[Collected data]
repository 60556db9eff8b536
pub mod memory;
pub mod user;

pub use memory::InMemoryUserRepository;
pub use user::PostgresUserRepository;
use async_trait::async_trait;
use chrono::DateTime;
use chrono::Utc;
use tokio::sync::RwLock;

use crate::domain::user::models::User;
use crate::domain::user::models::UserId;
use crate::domain::user::models::UserPage;
use crate::domain::user::ports::UserRepository;
use crate::user::errors::UserError;

/// Process-local user store.
///
/// Used when no database URL is configured and by the integration tests.
/// Records are kept in insertion order, which is also creation order.
#[derive(Default)]
pub struct InMemoryUserRepository {
    users: RwLock<Vec<User>>,
}

impl InMemoryUserRepository {
    pub fn new() -> Self {
        Self::default()
    }
}

#[async_trait]
impl UserRepository for InMemoryUserRepository {
    async fn insert(&self, user: User) -> Result<User, UserError> {
        let mut users = self.users.write().await;

        if users.iter().any(|u| u.email == user.email) {
            return Err(UserError::DuplicateEmail(user.email.as_str().to_string()));
        }
        if users.iter().any(|u| u.phone == user.phone) {
            return Err(UserError::DuplicatePhone(user.phone.as_str().to_string()));
        }

        users.push(user.clone());
        Ok(user)
    }

    async fn find_by_id(&self, id: &UserId) -> Result<Option<User>, UserError> {
        let users = self.users.read().await;
        Ok(users.iter().find(|u| u.id == *id).cloned())
    }

    async fn find_by_email(&self, email: &str) -> Result<Option<User>, UserError> {
        let users = self.users.read().await;
        Ok(users.iter().find(|u| u.email.as_str() == email).cloned())
    }

    async fn list_page(&self, offset: u64, limit: u64) -> Result<UserPage, UserError> {
        let users = self.users.read().await;
        let skip = usize::try_from(offset).unwrap_or(usize::MAX);
        let take = usize::try_from(limit).unwrap_or(usize::MAX);

        Ok(UserPage {
            total_count: users.len() as u64,
            items: users.iter().skip(skip).take(take).cloned().collect(),
        })
    }

    async fn store_tokens(
        &self,
        id: &UserId,
        access_token: &str,
        refresh_token: &str,
        updated_at: DateTime<Utc>,
    ) -> Result<(), UserError> {
        let mut users = self.users.write().await;
        let user = users
            .iter_mut()
            .find(|u| u.id == *id)
            .ok_or(UserError::NotFound(id.to_string()))?;

        user.token = Some(access_token.to_string());
        user.refresh_token = Some(refresh_token.to_string());
        user.updated_at = updated_at;
        Ok(())
    }
}
use std::env;
use std::time::Duration;

use config::Config as ConfigBuilder;
use config::ConfigError;
use config::Environment;
use config::File;
use serde::Deserialize;

use crate::domain::user::service::Deadlines;

#[derive(Debug, Deserialize, Clone)]
pub struct Config {
    pub database: DatabaseConfig,
    pub server: ServerConfig,
    pub jwt: JwtConfig,
    pub deadlines: DeadlinesConfig,
}

#[derive(Debug, Deserialize, Clone)]
pub struct DatabaseConfig {
    /// Postgres connection string. Without one the service keeps users in memory.
    pub url: Option<String>,
    pub max_connections: u32,
}

#[derive(Debug, Deserialize, Clone)]
pub struct ServerConfig {
    pub http_port: u16,
}

#[derive(Deserialize, Clone)]
pub struct JwtConfig {
    #[serde(default)]
    pub secret: String,
    pub access_token_hours: i64,
    pub refresh_token_hours: i64,
}

impl std::fmt::Debug for JwtConfig {
    fn fmt(&self, f: &mut std::fmt::Formatter<'_>) -> std::fmt::Result {
        f.debug_struct("JwtConfig")
            .field("secret", &"***")
            .field("access_token_hours", &self.access_token_hours)
            .field("refresh_token_hours", &self.refresh_token_hours)
            .finish()
    }
}

#[derive(Debug, Deserialize, Clone)]
pub struct DeadlinesConfig {
    pub read_secs: u64,
    pub write_secs: u64,
}

impl From<&DeadlinesConfig> for Deadlines {
    fn from(config: &DeadlinesConfig) -> Self {
        Deadlines {
            read: Duration::from_secs(config.read_secs),
            write: Duration::from_secs(config.write_secs),
        }
    }
}

impl Config {
    /// Load configuration from files with environment variable overrides
    ///
    /// Priority (highest to lowest):
    /// 1. `PORT` and `SECRET_KEY`
    /// 2. Environment variables (DATABASE__URL, JWT__SECRET, etc.)
    /// 3. Environment-specific config file (config/{environment}.toml)
    /// 4. Default config file (config/default.toml)
    /// 5. Built-in defaults
    pub fn load() -> Result<Self, ConfigError> {
        let run_mode = env::var("RUN_MODE").unwrap_or_else(|_| "development".to_string());

        let configuration = Self::set_defaults(ConfigBuilder::builder())?
            .add_source(File::with_name("config/default").required(false))
            .add_source(File::with_name(&format!("config/{}", run_mode)).required(false))
            // Example: DATABASE__URL=postgres://... overrides database.url
            .add_source(Environment::default().separator("__").try_parsing(true))
            .set_override_option("server.http_port", env::var("PORT").ok())?
            .set_override_option("jwt.secret", env::var("SECRET_KEY").ok())?
            .build()?;

        let config: Config = configuration.try_deserialize()?;
        config.validate()?;

        Ok(config)
    }

    fn set_defaults(
        builder: config::ConfigBuilder<config::builder::DefaultState>,
    ) -> Result<config::ConfigBuilder<config::builder::DefaultState>, ConfigError> {
        builder
            .set_default("server.http_port", 8000)?
            .set_default("database.max_connections", 5)?
            .set_default("jwt.access_token_hours", 24)?
            .set_default("jwt.refresh_token_hours", 168)?
            .set_default("deadlines.read_secs", 10)?
            .set_default("deadlines.write_secs", 100)
    }

    /// Reject settings the service cannot start with.
    pub fn validate(&self) -> Result<(), ConfigError> {
        if self.jwt.secret.trim().is_empty() {
            return Err(ConfigError::Message(
                "jwt.secret must be set (JWT__SECRET or SECRET_KEY)".to_string(),
            ));
        }
        if self.jwt.access_token_hours <= 0 || self.jwt.refresh_token_hours <= 0 {
            return Err(ConfigError::Message(
                "jwt token lifetimes must be positive".to_string(),
            ));
        }
        if self.deadlines.read_secs == 0 || self.deadlines.write_secs == 0 {
            return Err(ConfigError::Message(
                "deadlines must be positive".to_string(),
            ));
        }
        if self.database.max_connections == 0 {
            return Err(ConfigError::Message(
                "database.max_connections must be positive".to_string(),
            ));
        }
        Ok(())
    }
}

§ EXERCISE BRIEF
If a line in the records above holds the string "DefaultState", copy it out.

§ TASK RESPONSE
        builder: config::ConfigBuilder<config::builder::DefaultState>,
    ) -> Result<config::ConfigBuilder<config::builder::DefaultState>, ConfigError> {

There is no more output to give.